The task
Look through the records that follow. Copy every line containing the word "rfind".

Data excerpts
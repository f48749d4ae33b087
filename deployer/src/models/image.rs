//! Container image reference helpers

/// Replace the tag of an image reference.
///
/// A registry `host:port` prefix is not mistaken for a tag, and any digest
/// (`@sha256:...`) is dropped since it would pin the old image.
pub fn with_tag(image: &str, tag: &str) -> String {
    let image = image.split('@').next().unwrap_or(image);
    let name_start = image.rfind('/').map(|i| i + 1).unwrap_or(0);
    let repository = match image[name_start..].rfind(':') {
        Some(i) => &image[..name_start + i],
        None => image,
    };
    format!("{}:{}", repository, tag)
}
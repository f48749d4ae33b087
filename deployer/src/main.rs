//! ecs-deploy - Entry Point
//!
//! Deploys new container images to an ECS service and waits for the rollout.

use std::process::ExitCode;

use clap::Parser;
use tracing::error;

use ecs_deploy::app::options::Cli;
use ecs_deploy::app::run::run;
use ecs_deploy::logs::init_logging;

#[tokio::main]
async fn main() -> ExitCode {
    let cli = Cli::parse();

    if let Err(e) = init_logging(cli.log_options()) {
        eprintln!("Failed to initialize logging: {e}");
    }

    match run(&cli).await {
        Ok(0) => ExitCode::SUCCESS,
        Ok(code) => ExitCode::from(u8::try_from(code).unwrap_or(1)),
        Err(e) => {
            error!("{}", e);
            ExitCode::FAILURE
        }
    }
}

Written solution
    let name_start = image.rfind('/').map(|i| i + 1).unwrap_or(0);
    let repository = match image[name_start..].rfind(':') {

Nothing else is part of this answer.